Influence of ambient air on the flowing afterglow of an atmospheric pressure Ar/O2 radiofrequency plasma

TL;DR

This study investigates how ambient air affects the composition and behavior of an atmospheric pressure Ar/O2 plasma afterglow, revealing air intrusion effects, species concentration gradients, and ozone formation depending on distance and flow conditions.

Contribution

It provides experimental insights into air intrusion effects on plasma afterglow and quantifies species variations and ozone formation at different separation distances.

Findings

Air intrusion negligible below 5 mm separation

Species concentrations vary with distance, showing gradients

Ozone formation depends on O2 flow and separation distance

Abstract

The influence of ambient air on the flowing afterglow of an atmospheric pressure Ar/O2 radiofrequency plasma has been investigated experimentally. Spatially resolved mass spectrometry and laser induced fluorescence on OH radicals were used to estimate the intrusion of air in between the plasma torch and the substrate as a function of the torch-to-substrate separation distance.
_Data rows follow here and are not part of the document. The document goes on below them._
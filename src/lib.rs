//! lawdigest - Telegram 法律新闻摘要智能体
//!
//! 模块划分：
//! - **agents**: 采集、分类、审校、摘要
//! - **config**: 应用配置加载（TOML + 环境变量）
//! - **core**: 编排器、场景、错误与恢复、AgentRun、优雅关闭
//! - **gateway**: 入站请求、Hub、会话存储、任务队列与执行器
//! - **llm**: LLM 客户端抽象与实现（OpenAI 兼容 / Mock），超时重试与缓存
//! - **memory**: 问答的短期对话历史
//! - **observability**: 日志初始化
//! - **react**: 问答推理循环
//! - **scheduler**: 定时任务
//! - **storage**: SQLite 持久化
//! - **telegram**: teloxide 接入与出口
//! - **tools**: 推理循环可调用的新闻检索工具
//! - **utils**: 文本与日期工具
//! - **workflow**: 场景计划 DAG 与执行引擎

pub mod agents;
pub mod config;
pub mod core;
pub mod gateway;
pub mod llm;
pub mod memory;
pub mod observability;
pub mod react;
pub mod scheduler;
pub mod storage;
pub mod telegram;
pub mod tools;
pub mod utils;
pub mod workflow;
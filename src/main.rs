//! lawdigest 入口
//!
//! - `bot` / `run`：Telegram 机器人 + 任务执行器 + 定时调度
//! - `workflow`：执行一次场景（默认 daily_workflow）
//! - `digest`：生成最近 N 天的摘要

use std::path::PathBuf;
use std::sync::Arc;
use std::time::Duration;

use anyhow::Context;
use clap::{Parser, ValueEnum};
use lawdigest::agents::WebPreviewSource;
use lawdigest::config::{load_config, AppConfig};
use lawdigest::core::{
    DatabaseCleanup, JoinCleanup, Orchestrator, Scenario, ShutdownCoordinator, ShutdownManager, ShutdownReason,
};
use lawdigest::gateway::{create_session_store, Hub, SessionStore, Task, TaskExecutor, TaskHandler, TaskKind, TaskQueue, CLI_SESSION};
use lawdigest::llm::create_clients;
use lawdigest::scheduler::Scheduler;
use lawdigest::storage::Database;
use lawdigest::telegram::{run_bot, run_notifications, AccessList, TelegramEgress};
use lawdigest::utils::dates::offset_from_hours;
use teloxide::Bot;
use tokio_util::sync::CancellationToken;

/// 频道网页抓取超时（秒）
const SOURCE_TIMEOUT_SECS: u64 = 30;
/// 会话归档与任务清理周期
const MAINTENANCE_INTERVAL: Duration = Duration::from_secs(3600);

#[derive(Debug, Clone, Copy, PartialEq, Eq, ValueEnum)]
enum Mode {
    Bot,
    Workflow,
    Digest,
    Run,
}

#[derive(Parser, Debug)]
#[command(name = "lawdigest")]
#[command(about = "Telegram digest of Russian legal news")]
struct Cli {
    #[arg(value_enum, default_value_t = Mode::Bot)]
    mode: Mode,

    /// digest 模式的天数
    #[arg(long, default_value_t = 1)]
    days: u32,

    /// workflow 模式的场景名
    #[arg(long)]
    scenario: Option<String>,

    #[arg(long)]
    config: Option<PathBuf>,
}

#[tokio::main]
async fn main() -> anyhow::Result<()> {
    let _ = dotenvy::dotenv();
    let cli = Cli::parse();

    let cfg = load_config(cli.config.clone()).context("Failed to load config")?;
    let secrets = [cfg.telegram.token.clone(), cfg.llm.api_key.clone()];
    lawdigest::observability::init(secrets.into_iter().flatten());

    let db = Database::connect(&cfg.database.path, cfg.database.max_connections)
        .await
        .with_context(|| format!("Failed to open database {}", cfg.database.path.display()))?;
    let sessions = create_session_store(Some(db.clone()), cfg.app.max_context_turns * 2);
    let llm = create_clients(&cfg.llm);
    let source = Arc::new(WebPreviewSource::new(SOURCE_TIMEOUT_SECS));
    let orchestrator = Arc::new(Orchestrator::new(&cfg, db.clone(), sessions.clone(), llm, source));

    let shutdown = Arc::new(ShutdownManager::new());
    shutdown.install_signal_handlers();

    match cli.mode {
        Mode::Workflow => {
            let scenario = cli.scenario.as_deref().unwrap_or(Scenario::DailyWorkflow.as_str());
            let kind = TaskKind::Scenario {
                scenario: scenario.to_string(),
                params: serde_json::Value::Null,
            };
            run_once(orchestrator.as_ref(), kind, shutdown.token()).await?;
        }
        Mode::Digest => {
            let kind = TaskKind::Scenario {
                scenario: Scenario::DigestOnly.as_str().to_string(),
                params: serde_json::json!({ "days": cli.days.max(1), "selection": "both" }),
            };
            run_once(orchestrator.as_ref(), kind, shutdown.token()).await?;
        }
        Mode::Bot | Mode::Run => {
            run_service(&cfg, db.clone(), sessions, orchestrator, shutdown.clone()).await?;
        }
    }

    shutdown.shutdown(ShutdownReason::Completed);
    db.close().await;
    Ok(())
}

/// 一次性模式：直接调用处理器，结果打印到 stdout
async fn run_once(handler: &dyn TaskHandler, kind: TaskKind, cancel: CancellationToken) -> anyhow::Result<()> {
    let task = Task::new(CLI_SESSION, kind);
    let output = handler.handle(&task, cancel).await.context("Task failed")?;
    println!("{}", output.text);
    Ok(())
}

async fn run_service(
    cfg: &AppConfig,
    db: Database,
    sessions: Arc<dyn SessionStore>,
    orchestrator: Arc<Orchestrator>,
    shutdown: Arc<ShutdownManager>,
) -> anyhow::Result<()> {
    let token = cfg
        .telegram
        .token
        .clone()
        .context("Telegram token is not configured (TELEGRAM_BOT_TOKEN or LAWDIGEST__TELEGRAM__TOKEN)")?;
    let offset = offset_from_hours(cfg.scheduler.utc_offset_hours);

    let (queue, notifications) = TaskQueue::with_persistence(db.clone())
        .await
        .context("Failed to restore task queue")?;
    let queue = Arc::new(queue);

    let mut coordinator = ShutdownCoordinator::new().with_timeout(10);

    let executor = TaskExecutor::new(queue.clone(), orchestrator, cfg.queue.max_concurrent);
    coordinator.register(JoinCleanup::new("TaskExecutor", tokio::spawn(executor.run(shutdown.token()))));

    if cfg.scheduler.enabled {
        let scheduler = Scheduler::new(
            queue.clone(),
            &cfg.scheduler.jobs,
            cfg.agents.clone(),
            cfg.queue.clone(),
            offset,
        );
        coordinator.register(JoinCleanup::new("Scheduler", tokio::spawn(scheduler.run(shutdown.token()))));
    }

    tokio::spawn(maintenance(
        queue.clone(),
        sessions.clone(),
        cfg.app.session_idle_secs,
        cfg.queue.cleanup_after_hours,
        shutdown.token(),
    ));

    let bot = Bot::new(token);
    let egress = Arc::new(TelegramEgress::new(bot.clone()));
    tokio::spawn(run_notifications(notifications, sessions.clone(), egress.clone()));

    let hub = Arc::new(Hub::new(db.clone(), queue, sessions, cfg.queue.clone(), offset));
    run_bot(bot, hub, egress, AccessList(cfg.telegram.allowed_users.clone()), shutdown.token()).await;

    shutdown.shutdown(ShutdownReason::Completed);
    coordinator.register(DatabaseCleanup::new(db));
    coordinator.run_cleanup().await;
    Ok(())
}

/// 定期归档闲置会话、清理过期任务
async fn maintenance(
    queue: Arc<TaskQueue>,
    sessions: Arc<dyn SessionStore>,
    idle_secs: u64,
    cleanup_after_hours: u64,
    shutdown: CancellationToken,
) {
    let mut ticker = tokio::time::interval(MAINTENANCE_INTERVAL);
    loop {
        tokio::select! {
            _ = shutdown.cancelled() => break,
            _ = ticker.tick() => {
                match sessions.archive_idle(idle_secs).await {
                    Ok(0) => {}
                    Ok(n) => tracing::info!(archived = n, "Archived idle sessions"),
                    Err(e) => tracing::warn!(error = %e, "Session archiving failed"),
                }
                match queue.cleanup(cleanup_after_hours).await {
                    Ok(0) => {}
                    Ok(n) => tracing::info!(removed = n, "Removed finished tasks"),
                    Err(e) => tracing::warn!(error = %e, "Task cleanup failed"),
                }
            }
        }
    }
}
No air is detected, within the limits of measurement uncertainties, for separation distances smaller than 5 mm. For larger distances, the effect of ambient air can no longer be neglected, and radial gradients in the concentrations of species appear. The Ar 4p population, determined through absolute optical emission spectroscopy, is seen to decrease with separation distance, whereas a rise in emission from the N2(C--B) system is measured. The observed decay in Ar 4p and N2(C) populations for separation distances greater than 9mm is partly assigned to the increasing collisional quenching rate by N2 and O2 molecules from the entrained air. Absorption measurements also point to the formation of ozone at concentrations from 10^14 to 10^15 cm-3, depending both on the injected O2 flow rate and the torch-to-substrate separation distance.